## Try it
Extract, unchanged, every line from the top of the material below through the line with "with per-entry expiration.", and no more.

## Input data
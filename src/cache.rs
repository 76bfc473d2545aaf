// src/cache.rs

//! Namespaced TTL cache over fetch+extract results.
//!
//! Values are serialized JSON so a cached "known-empty" result (an empty
//! list) stays distinguishable from absence and suppresses re-fetching
//! for its TTL. Concurrent writers race benignly; every value is derived
//! deterministically from the same external source, so last write wins.
//! Cache trouble degrades to a live fetch and is never fatal.

use std::time::{Duration, Instant};

use moka::Expiry;
use serde::Serialize;
use serde::de::DeserializeOwned;

use crate::models::CacheConfig;

/// Cache key builders, one namespace per record type.
pub mod keys {
    /// Current platform status snapshot.
    pub fn status() -> String {
        "status".to_string()
    }

    /// Organization profile.
    pub fn org(sid: &str) -> String {
        format!("org:{}", sid.to_lowercase())
    }

    /// Full synced roster for an organization.
    pub fn roster(sid: &str) -> String {
        format!("roster:{}", sid.to_lowercase())
    }

    /// One roster page for an organization.
    pub fn roster_page(sid: &str, page: usize) -> String {
        format!("roster:{}:page:{}", sid.to_lowercase(), page)
    }

    /// User profile, keyed case-insensitively.
    pub fn user(handle: &str) -> String {
        format!("user:{}", handle.to_lowercase())
    }
}

#[derive(Debug, Clone)]
struct CachedValue {
    payload: String,
    ttl: Duration,
}

struct PerEntryExpiry;

impl Expiry<String, CachedValue> for PerEntryExpiry {
    fn expire_after_create(
        &self,
        _key: &String,
        value: &CachedValue,
        _created_at: Instant,
    ) -> Option<Duration> {
        Some(value.ttl)
    }
}

/// In-process TTL cache with per-entry expiration.
#[derive(Clone)]
pub struct Cache {
    inner: moka::future::Cache<String, CachedValue>,
}

impl Cache {
    pub fn new(config: &CacheConfig) -> Self {
        let inner = moka::future::Cache::builder()
            .max_capacity(config.capacity)
            .expire_after(PerEntryExpiry)
            .build();
        Self { inner }
    }

    /// Raw get; `None` means absent or expired.
    pub async fn get(&self, key: &str) -> Option<String> {
        let hit = self.inner.get(key).await;
        match &hit {
            Some(_) => log::debug!("cache hit: {key}"),
            None => log::debug!("cache miss: {key}"),
        }
        hit.map(|v| v.payload)
    }

    /// Raw set with a per-entry TTL.
    pub async fn set(&self, key: &str, payload: String, ttl: Duration) {
        self.inner
            .insert(key.to_string(), CachedValue { payload, ttl })
            .await;
    }

    /// Get a JSON-typed value. A payload that no longer deserializes is
    /// dropped and reported as a miss.
    pub async fn get_json<T: DeserializeOwned>(&self, key: &str) -> Option<T> {
        let payload = self.get(key).await?;
        match serde_json::from_str(&payload) {
            Ok(value) => Some(value),
            Err(e) => {
                log::warn!("Discarding undecodable cache entry {key}: {e}");
                self.inner.invalidate(key).await;
                None
            }
        }
    }

    /// Set a JSON-typed value. Serialization failure is logged and the
    /// entry skipped.
    pub async fn set_json<T: Serialize>(&self, key: &str, value: &T, ttl: Duration) {
        match serde_json::to_string(value) {
            Ok(payload) => self.set(key, payload, ttl).await,
            Err(e) => log::warn!("Failed to cache {key}: {e}"),
        }
    }
}
//! Member record structures.

use serde::{Deserialize, Serialize};

/// Whether the organization is the member's primary org or a secondary one.
#[derive(Debug, Clone, Copy, Serialize, Deserialize, PartialEq, Eq, Default)]
pub enum OrgAffiliation {
    /// The organization is the member's main org
    #[default]
    Main,
    /// The member's primary membership is elsewhere
    Affiliate,
}

impl OrgAffiliation {
    pub fn is_affiliate(&self) -> bool {
        matches!(self, OrgAffiliation::Affiliate)
    }
}

/// One member as published on the organization's roster.
///
/// A roster sync produces a fresh list of these; records are never
/// mutated in place.
#[derive(Debug, Clone, Serialize, Deserialize, PartialEq, Eq)]
pub struct MemberRecord {
    /// External unique identifier, compared case-insensitively
    pub handle: String,

    /// Display name shown on the roster (falls back to the handle)
    pub display: String,

    /// Rank label as published by the organization
    pub rank: String,

    /// Star rating, 0-5
    #[serde(default)]
    pub stars: u8,

    /// Role tags listed for the member
    #[serde(default)]
    pub roles: Vec<String>,

    /// Organization status for this member
    #[serde(default)]
    pub affiliation: OrgAffiliation,

    /// Avatar image URL, if shown
    #[serde(default)]
    pub avatar_url: Option<String>,
}

impl MemberRecord {
    /// Canonical key for dedup and lookups.
    pub fn key(&self) -> String {
        self.handle.to_lowercase()
    }
}

/// A member as known to the local membership store.
#[derive(Debug, Clone, Serialize, Deserialize, PartialEq, Eq)]
pub struct LocalMember {
    /// Local identifier (opaque to the engine)
    pub id: String,

    /// External handle this member is linked to
    pub handle: String,

    /// Current local rank label
    pub rank: String,
}

/// A user's membership in one organization, as shown on their profile page.
#[derive(Debug, Clone, Serialize, Deserialize, PartialEq, Eq)]
pub struct UserOrgMembership {
    /// Organization short-code
    pub sid: String,

    /// Organization display name
    pub name: String,

    /// The user's rank within that organization
    pub rank: String,

    /// Star rating, 0-5
    #[serde(default)]
    pub stars: u8,
}

/// A user profile with organization affiliations.
#[derive(Debug, Clone, Serialize, Deserialize, PartialEq, Eq)]
pub struct UserProfile {
    /// External handle
    pub handle: String,

    /// Display name
    pub display: String,

    /// Enlistment date string as published
    #[serde(default)]
    pub enlisted: String,

    /// Avatar image URL
    #[serde(default)]
    pub avatar_url: Option<String>,

    /// The user's main organization, if any
    #[serde(default)]
    pub main_org: Option<UserOrgMembership>,

    /// Secondary organizations
    #[serde(default)]
    pub affiliates: Vec<UserOrgMembership>,
}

## Written response
filename src/cache.rs
repository 76bfc473d2545aaf
// src/cache.rs

//! Namespaced TTL cache over fetch+extract results.
//!
//! Values are serialized JSON so a cached "known-empty" result (an empty
//! list) stays distinguishable from absence and suppresses re-fetching
//! for its TTL. Concurrent writers race benignly; every value is derived
//! deterministically from the same external source, so last write wins.
//! Cache trouble degrades to a live fetch and is never fatal.

use std::time::{Duration, Instant};

use moka::Expiry;
use serde::Serialize;
use serde::de::DeserializeOwned;

use crate::models::CacheConfig;

/// Cache key builders, one namespace per record type.
pub mod keys {
    /// Current platform status snapshot.
    pub fn status() -> String {
        "status".to_string()
    }

    /// Organization profile.
    pub fn org(sid: &str) -> String {
        format!("org:{}", sid.to_lowercase())
    }

    /// Full synced roster for an organization.
    pub fn roster(sid: &str) -> String {
        format!("roster:{}", sid.to_lowercase())
    }

    /// One roster page for an organization.
    pub fn roster_page(sid: &str, page: usize) -> String {
        format!("roster:{}:page:{}", sid.to_lowercase(), page)
    }

    /// User profile, keyed case-insensitively.
    pub fn user(handle: &str) -> String {
        format!("user:{}", handle.to_lowercase())
    }
}

#[derive(Debug, Clone)]
struct CachedValue {
    payload: String,
    ttl: Duration,
}

struct PerEntryExpiry;

impl Expiry<String, CachedValue> for PerEntryExpiry {
    fn expire_after_create(
        &self,
        _key: &String,
        value: &CachedValue,
        _created_at: Instant,
    ) -> Option<Duration> {
        Some(value.ttl)
    }
}

/// In-process TTL cache with per-entry expiration.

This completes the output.